» **To do**
Each line from the start of the entries through the line that contains "fn to_decimal(word: &str, radix: u32)" should be output exactly, please.

» **Records for the exercise**
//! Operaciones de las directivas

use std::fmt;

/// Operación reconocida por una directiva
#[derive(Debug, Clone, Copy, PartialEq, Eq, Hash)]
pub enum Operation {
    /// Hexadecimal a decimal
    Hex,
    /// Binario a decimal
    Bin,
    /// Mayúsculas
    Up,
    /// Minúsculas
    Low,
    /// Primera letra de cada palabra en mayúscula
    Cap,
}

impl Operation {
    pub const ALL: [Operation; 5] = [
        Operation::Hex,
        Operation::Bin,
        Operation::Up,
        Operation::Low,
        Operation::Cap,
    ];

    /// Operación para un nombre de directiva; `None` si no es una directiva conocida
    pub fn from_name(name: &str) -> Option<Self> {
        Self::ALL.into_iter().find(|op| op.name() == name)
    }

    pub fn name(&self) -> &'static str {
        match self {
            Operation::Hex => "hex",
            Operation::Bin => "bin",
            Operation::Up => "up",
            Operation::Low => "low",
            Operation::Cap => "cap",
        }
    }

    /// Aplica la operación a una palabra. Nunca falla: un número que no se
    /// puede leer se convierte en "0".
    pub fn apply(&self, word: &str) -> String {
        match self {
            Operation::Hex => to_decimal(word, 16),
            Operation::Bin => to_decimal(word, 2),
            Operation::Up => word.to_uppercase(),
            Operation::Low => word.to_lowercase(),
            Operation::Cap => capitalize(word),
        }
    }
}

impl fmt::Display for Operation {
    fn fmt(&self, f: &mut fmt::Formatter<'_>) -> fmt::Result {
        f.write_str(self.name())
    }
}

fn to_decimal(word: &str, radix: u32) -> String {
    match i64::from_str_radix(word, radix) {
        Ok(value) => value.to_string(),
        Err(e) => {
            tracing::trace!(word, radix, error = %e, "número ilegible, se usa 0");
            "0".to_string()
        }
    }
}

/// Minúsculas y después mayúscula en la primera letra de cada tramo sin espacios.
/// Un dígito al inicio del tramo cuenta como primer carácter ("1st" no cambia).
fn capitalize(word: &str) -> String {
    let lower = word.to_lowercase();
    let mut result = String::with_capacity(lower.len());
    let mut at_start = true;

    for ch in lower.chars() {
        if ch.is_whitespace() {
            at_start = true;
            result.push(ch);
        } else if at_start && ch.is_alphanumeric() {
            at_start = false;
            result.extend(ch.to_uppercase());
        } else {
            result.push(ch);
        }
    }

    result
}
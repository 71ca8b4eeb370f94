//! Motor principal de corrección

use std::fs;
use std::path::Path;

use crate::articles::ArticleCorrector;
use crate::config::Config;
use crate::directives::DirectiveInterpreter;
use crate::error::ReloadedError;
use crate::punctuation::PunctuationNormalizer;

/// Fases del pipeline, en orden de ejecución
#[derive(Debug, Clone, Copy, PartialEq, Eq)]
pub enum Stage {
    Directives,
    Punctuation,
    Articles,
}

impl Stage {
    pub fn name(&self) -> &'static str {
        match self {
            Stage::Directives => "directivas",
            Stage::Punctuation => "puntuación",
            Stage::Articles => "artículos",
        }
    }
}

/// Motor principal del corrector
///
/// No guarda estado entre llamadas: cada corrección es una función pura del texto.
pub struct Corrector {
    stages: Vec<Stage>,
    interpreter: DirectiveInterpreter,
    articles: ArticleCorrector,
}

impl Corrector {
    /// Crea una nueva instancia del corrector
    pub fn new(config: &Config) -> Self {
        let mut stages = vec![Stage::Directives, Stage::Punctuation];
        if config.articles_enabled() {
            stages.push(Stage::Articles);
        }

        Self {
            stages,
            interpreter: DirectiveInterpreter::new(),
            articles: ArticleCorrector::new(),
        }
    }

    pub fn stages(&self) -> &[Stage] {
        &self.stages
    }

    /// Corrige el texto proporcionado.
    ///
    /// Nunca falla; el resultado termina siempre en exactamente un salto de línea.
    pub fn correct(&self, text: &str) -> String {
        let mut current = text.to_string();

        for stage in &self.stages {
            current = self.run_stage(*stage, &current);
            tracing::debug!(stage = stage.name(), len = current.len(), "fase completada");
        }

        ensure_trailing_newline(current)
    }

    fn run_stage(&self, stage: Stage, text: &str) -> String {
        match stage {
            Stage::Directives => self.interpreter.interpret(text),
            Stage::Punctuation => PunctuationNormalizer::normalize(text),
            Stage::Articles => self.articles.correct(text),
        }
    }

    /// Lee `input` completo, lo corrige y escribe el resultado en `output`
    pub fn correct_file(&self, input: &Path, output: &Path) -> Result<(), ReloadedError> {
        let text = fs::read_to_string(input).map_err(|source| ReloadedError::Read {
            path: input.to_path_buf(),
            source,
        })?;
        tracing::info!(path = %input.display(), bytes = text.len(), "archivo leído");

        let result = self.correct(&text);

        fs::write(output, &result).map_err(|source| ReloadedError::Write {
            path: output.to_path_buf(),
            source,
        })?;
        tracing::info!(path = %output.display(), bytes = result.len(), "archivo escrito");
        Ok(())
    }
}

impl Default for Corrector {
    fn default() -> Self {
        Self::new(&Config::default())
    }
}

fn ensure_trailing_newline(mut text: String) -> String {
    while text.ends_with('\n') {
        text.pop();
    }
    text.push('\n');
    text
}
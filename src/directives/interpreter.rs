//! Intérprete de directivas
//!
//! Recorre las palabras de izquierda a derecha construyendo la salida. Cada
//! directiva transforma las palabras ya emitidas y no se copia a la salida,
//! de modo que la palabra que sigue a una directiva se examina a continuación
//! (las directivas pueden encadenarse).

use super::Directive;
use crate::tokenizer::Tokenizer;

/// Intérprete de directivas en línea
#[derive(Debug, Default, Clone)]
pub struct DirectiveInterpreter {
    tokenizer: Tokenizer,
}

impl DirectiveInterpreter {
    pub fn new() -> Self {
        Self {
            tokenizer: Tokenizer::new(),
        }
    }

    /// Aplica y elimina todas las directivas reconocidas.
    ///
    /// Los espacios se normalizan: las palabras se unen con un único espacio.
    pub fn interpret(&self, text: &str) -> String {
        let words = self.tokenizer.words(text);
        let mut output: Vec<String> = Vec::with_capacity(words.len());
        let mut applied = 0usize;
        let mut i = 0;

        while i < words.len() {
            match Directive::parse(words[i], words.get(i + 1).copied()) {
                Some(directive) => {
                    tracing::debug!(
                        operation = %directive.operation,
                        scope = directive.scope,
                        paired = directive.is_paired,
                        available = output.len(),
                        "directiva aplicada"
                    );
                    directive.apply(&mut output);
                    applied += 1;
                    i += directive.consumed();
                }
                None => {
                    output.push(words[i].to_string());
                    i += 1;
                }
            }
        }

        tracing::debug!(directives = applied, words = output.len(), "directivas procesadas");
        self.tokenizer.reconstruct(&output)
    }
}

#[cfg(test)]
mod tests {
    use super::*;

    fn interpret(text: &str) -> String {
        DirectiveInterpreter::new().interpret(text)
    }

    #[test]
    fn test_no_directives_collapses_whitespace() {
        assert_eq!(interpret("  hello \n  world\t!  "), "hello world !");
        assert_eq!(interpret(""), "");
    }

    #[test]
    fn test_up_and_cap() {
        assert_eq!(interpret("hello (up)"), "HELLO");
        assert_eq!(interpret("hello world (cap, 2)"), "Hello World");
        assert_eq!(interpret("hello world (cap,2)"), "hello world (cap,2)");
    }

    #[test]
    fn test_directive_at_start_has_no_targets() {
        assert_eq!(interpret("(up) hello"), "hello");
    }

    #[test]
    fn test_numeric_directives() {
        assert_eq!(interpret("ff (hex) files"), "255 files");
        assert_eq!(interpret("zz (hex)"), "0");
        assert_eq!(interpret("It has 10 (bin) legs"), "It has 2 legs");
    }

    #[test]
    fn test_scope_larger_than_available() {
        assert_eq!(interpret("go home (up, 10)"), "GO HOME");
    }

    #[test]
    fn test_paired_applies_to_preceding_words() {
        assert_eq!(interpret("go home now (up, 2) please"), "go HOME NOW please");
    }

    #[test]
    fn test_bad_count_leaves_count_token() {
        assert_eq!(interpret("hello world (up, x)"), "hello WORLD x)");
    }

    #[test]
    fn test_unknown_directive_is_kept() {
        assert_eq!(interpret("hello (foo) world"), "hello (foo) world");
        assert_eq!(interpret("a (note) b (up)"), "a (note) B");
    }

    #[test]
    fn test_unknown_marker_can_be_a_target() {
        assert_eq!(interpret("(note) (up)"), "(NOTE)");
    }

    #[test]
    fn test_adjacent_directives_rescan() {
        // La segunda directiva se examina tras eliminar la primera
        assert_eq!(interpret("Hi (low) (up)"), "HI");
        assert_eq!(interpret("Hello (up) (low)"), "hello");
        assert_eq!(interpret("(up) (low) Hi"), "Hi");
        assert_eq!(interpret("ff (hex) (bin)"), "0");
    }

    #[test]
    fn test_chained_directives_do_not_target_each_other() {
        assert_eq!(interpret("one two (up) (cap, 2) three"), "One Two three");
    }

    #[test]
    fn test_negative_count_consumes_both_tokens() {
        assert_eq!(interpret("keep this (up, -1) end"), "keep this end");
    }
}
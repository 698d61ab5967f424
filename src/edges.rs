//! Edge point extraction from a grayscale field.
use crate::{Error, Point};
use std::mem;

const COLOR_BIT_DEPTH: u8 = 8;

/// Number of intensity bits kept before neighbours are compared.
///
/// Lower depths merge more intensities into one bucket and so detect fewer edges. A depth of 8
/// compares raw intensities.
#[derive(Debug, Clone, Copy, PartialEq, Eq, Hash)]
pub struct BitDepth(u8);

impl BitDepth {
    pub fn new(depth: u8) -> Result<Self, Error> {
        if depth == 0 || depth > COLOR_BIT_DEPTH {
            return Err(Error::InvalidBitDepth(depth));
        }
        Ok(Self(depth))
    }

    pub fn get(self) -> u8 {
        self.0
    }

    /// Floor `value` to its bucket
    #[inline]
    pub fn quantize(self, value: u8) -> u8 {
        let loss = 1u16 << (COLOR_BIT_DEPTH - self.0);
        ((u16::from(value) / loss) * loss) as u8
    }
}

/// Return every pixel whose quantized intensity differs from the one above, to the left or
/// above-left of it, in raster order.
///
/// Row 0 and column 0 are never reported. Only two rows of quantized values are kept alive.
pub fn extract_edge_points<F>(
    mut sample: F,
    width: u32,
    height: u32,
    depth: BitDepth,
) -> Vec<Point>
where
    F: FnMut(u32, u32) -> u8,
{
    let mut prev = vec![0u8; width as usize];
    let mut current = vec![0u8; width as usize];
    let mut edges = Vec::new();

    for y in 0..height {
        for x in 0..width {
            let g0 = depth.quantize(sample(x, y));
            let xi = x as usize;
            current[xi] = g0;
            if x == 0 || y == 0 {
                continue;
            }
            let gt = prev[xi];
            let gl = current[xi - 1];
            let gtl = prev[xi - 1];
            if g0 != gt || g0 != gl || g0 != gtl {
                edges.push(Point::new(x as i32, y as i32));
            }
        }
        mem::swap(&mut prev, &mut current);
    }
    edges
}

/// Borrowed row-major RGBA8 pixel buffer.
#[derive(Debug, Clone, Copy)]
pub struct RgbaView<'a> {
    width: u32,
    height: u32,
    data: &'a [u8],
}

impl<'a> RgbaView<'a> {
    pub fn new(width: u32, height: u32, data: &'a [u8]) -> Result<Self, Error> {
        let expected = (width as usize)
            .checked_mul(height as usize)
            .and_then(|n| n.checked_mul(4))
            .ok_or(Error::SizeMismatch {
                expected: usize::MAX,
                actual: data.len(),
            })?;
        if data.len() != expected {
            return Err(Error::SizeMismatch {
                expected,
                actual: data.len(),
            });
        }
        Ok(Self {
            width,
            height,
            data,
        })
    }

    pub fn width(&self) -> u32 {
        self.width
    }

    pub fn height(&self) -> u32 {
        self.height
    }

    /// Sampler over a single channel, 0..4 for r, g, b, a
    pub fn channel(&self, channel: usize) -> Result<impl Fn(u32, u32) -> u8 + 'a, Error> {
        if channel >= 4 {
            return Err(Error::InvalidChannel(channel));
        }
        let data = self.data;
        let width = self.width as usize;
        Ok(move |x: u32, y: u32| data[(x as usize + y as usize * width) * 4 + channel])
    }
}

» **Reply to the task**
//! Operaciones de las directivas

use std::fmt;

/// Operación reconocida por una directiva
#[derive(Debug, Clone, Copy, PartialEq, Eq, Hash)]
pub enum Operation {
    /// Hexadecimal a decimal
    Hex,
    /// Binario a decimal
    Bin,
    /// Mayúsculas
    Up,
    /// Minúsculas
    Low,
    /// Primera letra de cada palabra en mayúscula
    Cap,
}

impl Operation {
    pub const ALL: [Operation; 5] = [
        Operation::Hex,
        Operation::Bin,
        Operation::Up,
        Operation::Low,
        Operation::Cap,
    ];

    /// Operación para un nombre de directiva; `None` si no es una directiva conocida
    pub fn from_name(name: &str) -> Option<Self> {
        Self::ALL.into_iter().find(|op| op.name() == name)
    }

    pub fn name(&self) -> &'static str {
        match self {
            Operation::Hex => "hex",
            Operation::Bin => "bin",
            Operation::Up => "up",
            Operation::Low => "low",
            Operation::Cap => "cap",
        }
    }

    /// Aplica la operación a una palabra. Nunca falla: un número que no se
    /// puede leer se convierte en "0".
    pub fn apply(&self, word: &str) -> String {
        match self {
            Operation::Hex => to_decimal(word, 16),
            Operation::Bin => to_decimal(word, 2),
            Operation::Up => word.to_uppercase(),
            Operation::Low => word.to_lowercase(),
            Operation::Cap => capitalize(word),
        }
    }
}

impl fmt::Display for Operation {
    fn fmt(&self, f: &mut fmt::Formatter<'_>) -> fmt::Result {
        f.write_str(self.name())
    }
}

fn to_decimal(word: &str, radix: u32) -> String {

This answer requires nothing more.